By Isabel Dwyer
If you’re trying to go meat-less this January but are struggling to maintain protein intake, try this one out. With inspiration taken from Bon Appetit’s Molly Baz, the recipe calls for mushrooms as a substitute for the bacon you’d usually find in a carbonara. Pair those little fungi friends with the eggs that are added in, and you’re onto a protein-heavy winner.
You’ll need a pack of mushrooms, one white onion, five eggs, spaghetti, black pepper, garlic, parmesan and fresh parsley. And I assume you have salt. If you don’t, go sort that out.
There’s no need for fancy mushrooms. The cheap ones are perfect. As for the spaghetti, feel free to swap for another pasta if you prefer. I find spaghetti is one of the cheapest pastas, but not as student predictable as penne. You can skip the parsley, but just know the dish will be much heavier without it, and less colourful too. If you decide to opt in, Masterson’s grocers on Headford Road is, as always, my favourite go-to for fresh herbs. When buying the parmesan, Lidl wins at cheap cheese.
This recipe serves about three and a half people. Or two big rugby boys.
Start by giving the mushrooms a quick rinse and chop. If they’re large, cut into quarters. For smaller ones, just go halves. Remember that they’ll shrink a lot as they cook and lose water. Get two pots, one for the mushrooms and one for the spaghetti. Make sure to salt the water that you boil the spaghetti in. It should be salty enough for the taste to be noticeable from the water, but not so salty that it’s gross. Yes, ‘noticeable’ versus ‘gross’. It’s science, people. Bring to a boil and keep an eye on it, you’re looking for al dente.

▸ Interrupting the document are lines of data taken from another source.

//! Command line surface.

use std::path::PathBuf;
use std::time::Duration;

use clap::Parser;

use crate::config::{Config, ConfigError, RestreamTarget, SourceTransport, SrtMode, DEFAULT_STUN_SERVER};

#[derive(Parser, Debug)]
#[command(name = "whip-mpegts")]
#[command(about = "Publish an MPEG-TS stream to a WHIP endpoint", long_about = None)]
pub struct Cli {
    /// Address the UDP/SRT source binds to (or calls, in SRT caller mode)
    #[arg(short = 'a', long = "udpSourceAddress", default_value = "0.0.0.0")]
    pub source_address: String,

    /// Port of the UDP/SRT source
    #[arg(short = 'p', long = "udpSourcePort", default_value_t = 0)]
    pub source_port: u16,

    /// WHIP endpoint URL
    #[arg(short = 'u', long = "whipEndpointUrl", default_value = "")]
    pub whip_endpoint_url: String,

    /// Bearer token for the WHIP endpoint
    #[arg(short = 'k', long = "whipEndpointAuthKey")]
    pub whip_auth_key: Option<String>,

    /// Minimum data (ms) buffered by the source queue before playback starts
    #[arg(short = 'd', long = "udpSourceQueueMinTime", default_value_t = 0)]
    pub source_queue_min_time_ms: u64,

    /// Pass-through restream destination address
    #[arg(short = 'r', long = "restreamAddress")]
    pub restream_address: Option<String>,

    /// Pass-through restream destination port
    #[arg(short = 'o', long = "restreamPort", default_value_t = 0)]
    pub restream_port: u16,

    /// Video bitrate (Kb)
    #[arg(short = 'b', long = "h264EncodeBitrate", default_value_t = 2000)]
    pub video_bitrate_kbps: u32,

    /// Burn a clock overlay into the video
    #[arg(short = 't', long = "showTimer")]
    pub show_timer: bool,

    /// Receive over SRT instead of UDP
    #[arg(short = 's', long = "srtTransport")]
    pub srt_transport: bool,

    /// SRT mode (1=caller, 2=listener)
    #[arg(short = 'm', long = "srtMode", default_value_t = 2)]
    pub srt_mode: u32,

    /// Read a packaged MPEG-TS file instead of a network source
    #[arg(long = "file", conflicts_with = "srt_transport")]
    pub file: Option<PathBuf>,

    #[arg(long = "tsDemuxLatency", default_value_t = 0)]
    pub ts_demux_latency_ms: u32,

    #[arg(long = "jitterBufferLatency", default_value_t = 0)]
    pub jitter_buffer_latency_ms: u32,

    #[arg(long = "srtSourceLatency", default_value_t = 125)]
    pub srt_latency_ms: u32,

    #[arg(long = "stunServer", default_value = DEFAULT_STUN_SERVER)]
    pub stun_server: String,

    #[arg(long = "no-audio")]
    pub no_audio: bool,

    #[arg(long = "no-video")]
    pub no_video: bool,

    /// Forward Opus audio without transcoding
    #[arg(long = "bypass-audio")]
    pub bypass_audio: bool,

    /// Forward H.264 video without transcoding
    #[arg(long = "bypass-video")]
    pub bypass_video: bool,
}

impl Cli {
    /// Turn parsed flags into a validated [`Config`].
    pub fn into_config(self) -> Result<Config, ConfigError> {
        let source_transport = match (self.file, self.srt_transport) {
            (Some(path), _) => SourceTransport::File(path),
            (None, true) => SourceTransport::Srt(SrtMode::from_number(self.srt_mode)?),
            (None, false) => SourceTransport::Udp,
        };

        let restream = self
            .restream_address
            .filter(|address| !address.is_empty())
            .map(|address| RestreamTarget { address, port: self.restream_port });

        let config = Config {
            whip_endpoint_url: self.whip_endpoint_url,
            whip_auth_key: self.whip_auth_key.filter(|key| !key.is_empty()),
            source_address: self.source_address,
            source_port: self.source_port,
            source_transport,
            source_queue_min_time: Duration::from_millis(self.source_queue_min_time_ms),
            restream,
            show_timer: self.show_timer,
            ts_demux_latency_ms: self.ts_demux_latency_ms,
            jitter_buffer_latency_ms: self.jitter_buffer_latency_ms,
            srt_latency_ms: self.srt_latency_ms,
            video_bitrate_kbps: self.video_bitrate_kbps,
            stun_server: self.stun_server,
            audio: !self.no_audio,
            video: !self.no_video,
            bypass_audio: self.bypass_audio,
            bypass_video: self.bypass_video,
        };
        config.validate()?;
        Ok(config)
    }
}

In the meantime, bring the mushroom pot to a high heat. Once it’s searing hot, add whatever oil you have (I use olive oil) and add the mushrooms. We want them to be golden on all sides, kind of like the ones you get in a really good fry-up. With that in mind, let them take their time in getting brown, giving a stir every once in a while. You can turn down the heat a bit, but not too much. Only enough to kill the fear that the kitchen’s going to catch fire. While that’s all happening, crush a few cloves of garlic and finely dice the onion. Chop up the fresh parsley so that it’s ready to go. Between two bowls, separate the yolks from the whites in four of your eggs. With the last egg, add, without separating, to the bowl of yolks. You can discard the rest of the egg whites, as we won’t be using them. Unless you want to make a meringue or something. To the egg yolk mixture, add about 25-30 cranks of the pepper crusher and about 100g of parmesan. Mix really well.

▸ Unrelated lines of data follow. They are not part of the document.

//! Pipeline health: state changes, end of stream, element errors and clock loss.

use log::{error, info, warn};
use thiserror::Error;

use crate::engine::{EngineError, MediaEngine, PipelineState};

#[derive(Error, Debug)]
pub enum MonitorError {
    #[error("Clock loss recovery failed: {0}")]
    RecoveryFailed(#[source] EngineError),
}

#[derive(Clone, Copy, Debug, Default, PartialEq, Eq)]
pub enum Health {
    #[default]
    Running,
    /// An element reported an error; the rest keeps running
    Degraded,
}

#[derive(Debug, Default)]
pub struct RuntimeMonitor {
    health: Health,
    errors: usize,
    clock_recoveries: usize,
}

impl RuntimeMonitor {
    pub fn new() -> Self {
        Self::default()
    }

    pub fn health(&self) -> Health {
        self.health
    }

    pub fn error_count(&self) -> usize {
        self.errors
    }

    pub fn clock_recoveries(&self) -> usize {
        self.clock_recoveries
    }

    pub fn on_state_changed(&self, old: PipelineState, new: PipelineState) {
        info!("Pipeline state changed from {:?} to {:?}", old, new);
    }

    /// End of stream is reported only; the pipeline is not restarted.
    pub fn on_end_of_stream(&self) {
        info!("End of stream");
    }

    pub fn on_error(&mut self, node: &str, message: &str, debug: Option<&str>) {
        error!("Error from {}: {} ({})", node, message, debug.unwrap_or("no debug info"));
        self.errors += 1;
        if self.health != Health::Degraded {
            warn!("Pipeline degraded");
            self.health = Health::Degraded;
        }
    }

    /// One recovery attempt: cycle through Paused back to Playing.
    pub fn on_clock_lost<E: MediaEngine>(&mut self, engine: &mut E) -> Result<(), MonitorError> {
        warn!("Clock lost, restarting pipeline clock");
        engine.set_state(PipelineState::Paused).map_err(MonitorError::RecoveryFailed)?;
        engine.set_state(PipelineState::Playing).map_err(MonitorError::RecoveryFailed)?;
        self.clock_recoveries += 1;
        Ok(())
    }

    pub fn on_new_clock(&self) {
        info!("New pipeline clock selected");
    }
}

#[cfg(test)]
mod tests {
    use super::*;
    use crate::testing::MockEngine;

    #[test]
    fn test_error_degrades() {
        let mut monitor = RuntimeMonitor::new();
        assert_eq!(monitor.health(), Health::Running);

        monitor.on_error("avdec_h264", "decoding failed", None);
        monitor.on_error("vp8enc", "encoder stalled", Some("timeout"));
        assert_eq!(monitor.health(), Health::Degraded);
        assert_eq!(monitor.error_count(), 2);
    }

    #[test]
    fn test_end_of_stream_does_not_touch_pipeline() {
        let engine = MockEngine::new();
        let monitor = RuntimeMonitor::new();
        monitor.on_end_of_stream();
        assert!(engine.states().is_empty());
        assert_eq!(monitor.health(), Health::Running);
    }

    #[test]
    fn test_clock_loss_cycles_through_paused() {
        let mut engine = MockEngine::new();
        let mut monitor = RuntimeMonitor::new();
        monitor.on_clock_lost(&mut engine).unwrap();
        assert_eq!(engine.states(), vec![PipelineState::Paused, PipelineState::Playing]);
        assert_eq!(monitor.clock_recoveries(), 1);
    }

    #[test]
    fn test_clock_recovery_failure_is_reported() {
        let mut engine = MockEngine::new().failing_state(PipelineState::Playing);
        let mut monitor = RuntimeMonitor::new();
        let err = monitor.on_clock_lost(&mut engine).unwrap_err();
        assert!(matches!(err, MonitorError::RecoveryFailed(EngineError::StateChange(PipelineState::Playing))));
        assert_eq!(monitor.clock_recoveries(), 0);
    }
}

At this stage, the mushrooms should be browned off and the spaghetti cooked. Drain the spaghetti, but don’t dispose of the boiling water. Collect it in a glass or jug and keep. Add the onions and garlic to the mushrooms and stir well, making sure the heat is down a bit, so the garlic doesn’t burn. You want the onions to get translucent here. Leave them be, giving an occasional stir. While you wait, you’re going to need to temper the egg mixture. This means warming it up so it doesn’t get a shock and scramble when added to the hot pan. To do this, simply add a bit of the kept pasta water to the mixture and stir quickly. It’s ready when it looks more watery. Turn down the heat of the mushroom pot so that it’s barely on, and quickly stir in the egg mixture. Add the spaghetti. You want to constantly move the contents around so that no egg scrambles. Once you have a creamy looking coating, mix in the parsley and it’s ready to go. Add some extra parsley and parmesan on top if you want to go all out.
And throw a slob of spaghetti at the next person who says you need meat for protein.